Background

In the 1990s, the Council of Ontario Universities (COU) mandated undergraduate program review audits through the Ontario Council of Academic Vice-Presidents (OCAV). These procedures were to be undertaken every 7 years for each program in Ontario universities, very much like the Ontario Council on Graduate Studies (OCGS) review processes that had been in place for decades at the graduate level. In 2005, OCAV adopted undergraduate degree-level expectations (UDLEs) and asked for compliance with these six outcome statements from all member universities beginning in the June 2008 review cycle. We need to show that students are meeting these threshold, base-level expectations through each of our programs and we have five years in which to ensure that procedures are in place to guarantee this. Universities – and individual programs – are certainly free to exceed the basic expectations, and indeed Waterloo has added two of its own in order to further clarify its unique strengths for the public and its community.

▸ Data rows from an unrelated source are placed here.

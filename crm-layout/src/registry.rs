//! Widget registry: stable identifiers mapped to widget factories.
//!
//! Identifiers are the strings stored in page layouts (`"CustomerStats"`), so a
//! layout may name a widget this build does not know. Lookups therefore return
//! a [`Resolution`] instead of failing.

use std::fmt;
use std::sync::Arc;

use indexmap::IndexMap;
use serde::Serialize;
use thiserror::Error;

use crate::widgets::{WidgetContext, WidgetView};

/// Failure reported by a widget while rendering.
#[derive(Debug, Clone, PartialEq, Error)]
#[error("{message}")]
pub struct WidgetError {
    pub message: String,
}

impl WidgetError {
    pub fn new(message: impl Into<String>) -> Self {
        Self {
            message: message.into(),
        }
    }
}

/// A self-contained unit placed on a page.
pub trait Widget: Send + Sync {
    fn render(&self, ctx: &WidgetContext) -> Result<WidgetView, WidgetError>;
}

/// Palette metadata shown by the page builder.
#[derive(Debug, Clone, PartialEq, Eq, Serialize)]
pub struct WidgetMeta {
    pub name: String,
    pub description: String,
    pub icon: String,
}

impl WidgetMeta {
    pub fn new(
        name: impl Into<String>,
        description: impl Into<String>,
        icon: impl Into<String>,
    ) -> Self {
        Self {
            name: name.into(),
            description: description.into(),
            icon: icon.into(),
        }
    }
}

/// Builds a fresh widget instance. Called once per rendered slot.
pub type WidgetFactory = Arc<dyn Fn() -> Box<dyn Widget> + Send + Sync>;

/// A registry entry.
#[derive(Clone)]
pub struct RegisteredWidget {
    id: String,
    meta: WidgetMeta,
    factory: WidgetFactory,
}

impl RegisteredWidget {
    pub fn id(&self) -> &str {
        &self.id
    }

    pub fn meta(&self) -> &WidgetMeta {
        &self.meta
    }

    pub fn instantiate(&self) -> Box<dyn Widget> {
        (self.factory)()
    }
}

impl fmt::Debug for RegisteredWidget {
    fn fmt(&self, f: &mut fmt::Formatter<'_>) -> fmt::Result {
        f.debug_struct("RegisteredWidget")
            .field("id", &self.id)
            .field("meta", &self.meta)
            .finish_non_exhaustive()
    }
}

/// Outcome of looking up an identifier.
#[derive(Debug)]
pub enum Resolution<'a> {
    Found(&'a RegisteredWidget),
    Unregistered,
}

/// Ordered mapping from widget identifier to factory.
///
/// Registration order is palette order.
#[derive(Default, Clone)]
pub struct WidgetRegistry {
    widgets: IndexMap<String, RegisteredWidget>,
}

impl WidgetRegistry {
    /// Create an empty registry
    pub fn new() -> Self {
        Self::default()
    }

    /// Registry holding the six dashboard widgets.
    pub fn with_builtins() -> Self {
        let mut registry = Self::new();
        crate::widgets::register_builtins(&mut registry);
        registry
    }

    /// Register a widget factory, replacing any entry with the same id.
    pub fn register<F>(&mut self, id: impl Into<String>, meta: WidgetMeta, factory: F)
    where
        F: Fn() -> Box<dyn Widget> + Send + Sync + 'static,
    {
        let id = id.into();
        let entry = RegisteredWidget {
            id: id.clone(),
            meta,
            factory: Arc::new(factory),
        };
        self.widgets.insert(id, entry);
    }

    pub fn resolve(&self, id: &str) -> Resolution<'_> {
        match self.widgets.get(id) {
            Some(entry) => Resolution::Found(entry),
            None => Resolution::Unregistered,
        }
    }

    pub fn contains(&self, id: &str) -> bool {
        self.widgets.contains_key(id)
    }

    pub fn meta(&self, id: &str) -> Option<&WidgetMeta> {
        self.widgets.get(id).map(|entry| &entry.meta)
    }

    /// Registered identifiers in registration order.
    pub fn keys(&self) -> impl Iterator<Item = &str> {
        self.widgets.keys().map(String::as_str)
    }

    pub fn len(&self) -> usize {
        self.widgets.len()
    }

    pub fn is_empty(&self) -> bool {
        self.widgets.is_empty()
    }
}

impl fmt::Debug for WidgetRegistry {
    fn fmt(&self, f: &mut fmt::Formatter<'_>) -> fmt::Result {
        f.debug_list().entries(self.widgets.keys()).finish()
    }
}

The impetus for such outcomes-based assessment of programs included the fact that Canada is one of a very few countries without any clear statement of the meaning of its undergraduate degrees. Ontario decided to take the lead because it was becoming clear through such channels, such as the Rae Report, that if we did not clarify and institute our own quality measures, external forces would surely do so for us. The UDLEs were seen as a homegrown solution by the Vice-Presidents and as such, may be preferable to the kinds of quality control measures mandated in the U.K. or Australia, for example. At the same time as the UDLEs were created, so too were graduate degree-level expectations (GDLEs) for both masters and PhD.